(Stored data)
+---+

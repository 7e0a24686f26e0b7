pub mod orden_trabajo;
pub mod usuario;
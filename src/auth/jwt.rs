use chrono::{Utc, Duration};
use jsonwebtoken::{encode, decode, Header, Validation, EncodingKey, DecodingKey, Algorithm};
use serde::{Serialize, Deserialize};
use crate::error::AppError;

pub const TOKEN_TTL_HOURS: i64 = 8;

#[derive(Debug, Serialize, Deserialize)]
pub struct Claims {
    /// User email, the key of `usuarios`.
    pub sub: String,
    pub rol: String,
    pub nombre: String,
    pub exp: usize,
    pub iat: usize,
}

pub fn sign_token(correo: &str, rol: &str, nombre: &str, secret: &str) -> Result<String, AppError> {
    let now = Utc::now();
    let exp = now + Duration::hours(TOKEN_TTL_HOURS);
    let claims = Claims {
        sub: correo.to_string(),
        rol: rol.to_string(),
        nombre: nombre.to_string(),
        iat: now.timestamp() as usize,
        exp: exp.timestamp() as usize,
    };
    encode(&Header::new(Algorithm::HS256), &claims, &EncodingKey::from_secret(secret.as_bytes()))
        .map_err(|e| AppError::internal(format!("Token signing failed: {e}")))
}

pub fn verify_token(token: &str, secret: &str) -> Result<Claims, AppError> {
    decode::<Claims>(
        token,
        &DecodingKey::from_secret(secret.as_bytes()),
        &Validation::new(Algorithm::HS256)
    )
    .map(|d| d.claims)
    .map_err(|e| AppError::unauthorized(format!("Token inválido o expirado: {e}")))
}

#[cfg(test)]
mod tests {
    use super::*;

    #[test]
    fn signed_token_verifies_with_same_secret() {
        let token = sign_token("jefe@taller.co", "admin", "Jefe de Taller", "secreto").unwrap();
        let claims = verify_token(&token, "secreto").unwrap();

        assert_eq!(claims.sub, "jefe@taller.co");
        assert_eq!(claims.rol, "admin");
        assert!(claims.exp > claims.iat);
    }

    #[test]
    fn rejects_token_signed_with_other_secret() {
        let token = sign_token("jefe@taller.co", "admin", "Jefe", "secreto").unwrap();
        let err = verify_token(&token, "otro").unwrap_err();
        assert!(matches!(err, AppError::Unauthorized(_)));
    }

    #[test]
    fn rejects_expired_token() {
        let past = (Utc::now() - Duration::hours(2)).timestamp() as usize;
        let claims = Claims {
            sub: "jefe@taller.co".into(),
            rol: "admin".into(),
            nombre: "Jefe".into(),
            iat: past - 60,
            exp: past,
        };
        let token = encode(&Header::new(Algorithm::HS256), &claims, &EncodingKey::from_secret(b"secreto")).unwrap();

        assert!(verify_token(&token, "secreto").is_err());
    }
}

+---+

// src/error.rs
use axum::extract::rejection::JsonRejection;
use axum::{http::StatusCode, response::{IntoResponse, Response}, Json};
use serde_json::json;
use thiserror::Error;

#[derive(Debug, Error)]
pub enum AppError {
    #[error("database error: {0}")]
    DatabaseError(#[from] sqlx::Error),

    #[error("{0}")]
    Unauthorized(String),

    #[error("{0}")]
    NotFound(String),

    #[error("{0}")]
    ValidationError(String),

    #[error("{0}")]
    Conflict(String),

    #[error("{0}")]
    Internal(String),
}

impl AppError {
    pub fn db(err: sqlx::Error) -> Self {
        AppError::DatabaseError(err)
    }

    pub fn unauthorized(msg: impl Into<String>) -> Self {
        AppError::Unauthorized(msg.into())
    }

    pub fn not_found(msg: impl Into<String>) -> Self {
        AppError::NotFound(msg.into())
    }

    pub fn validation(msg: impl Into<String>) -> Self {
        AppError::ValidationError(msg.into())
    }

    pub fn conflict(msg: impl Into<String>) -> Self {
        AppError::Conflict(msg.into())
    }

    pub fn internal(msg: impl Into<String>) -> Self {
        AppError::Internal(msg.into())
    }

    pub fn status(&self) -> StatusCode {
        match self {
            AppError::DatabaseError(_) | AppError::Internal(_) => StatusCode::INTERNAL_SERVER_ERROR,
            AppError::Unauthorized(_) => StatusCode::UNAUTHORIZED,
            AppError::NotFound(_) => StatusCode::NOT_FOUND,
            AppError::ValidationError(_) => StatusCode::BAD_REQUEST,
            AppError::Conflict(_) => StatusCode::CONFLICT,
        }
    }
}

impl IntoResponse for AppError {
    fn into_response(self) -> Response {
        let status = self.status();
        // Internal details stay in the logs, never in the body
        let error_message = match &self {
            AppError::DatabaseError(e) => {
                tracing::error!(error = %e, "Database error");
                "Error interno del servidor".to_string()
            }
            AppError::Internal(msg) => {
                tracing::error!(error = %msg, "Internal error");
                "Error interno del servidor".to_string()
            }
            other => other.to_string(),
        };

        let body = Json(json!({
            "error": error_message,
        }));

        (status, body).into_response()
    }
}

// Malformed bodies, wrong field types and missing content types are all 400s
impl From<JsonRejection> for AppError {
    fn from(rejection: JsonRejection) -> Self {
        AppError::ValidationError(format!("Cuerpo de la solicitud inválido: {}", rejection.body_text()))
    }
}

+---+

_Problem to solve:_ I'd like the lines above from the one with "repository 7e0a24686f26e0b7" up to and including the one with "pub struct Claims" copied exactly, with no other lines.

_Solution for this task:_
repository 7e0a24686f26e0b7
pub mod orden_trabajo;
pub mod usuario;
filename src/auth/jwt.rs
use chrono::{Utc, Duration};
use jsonwebtoken::{encode, decode, Header, Validation, EncodingKey, DecodingKey, Algorithm};
use serde::{Serialize, Deserialize};
use crate::error::AppError;

pub const TOKEN_TTL_HOURS: i64 = 8;

#[derive(Debug, Serialize, Deserialize)]
pub struct Claims {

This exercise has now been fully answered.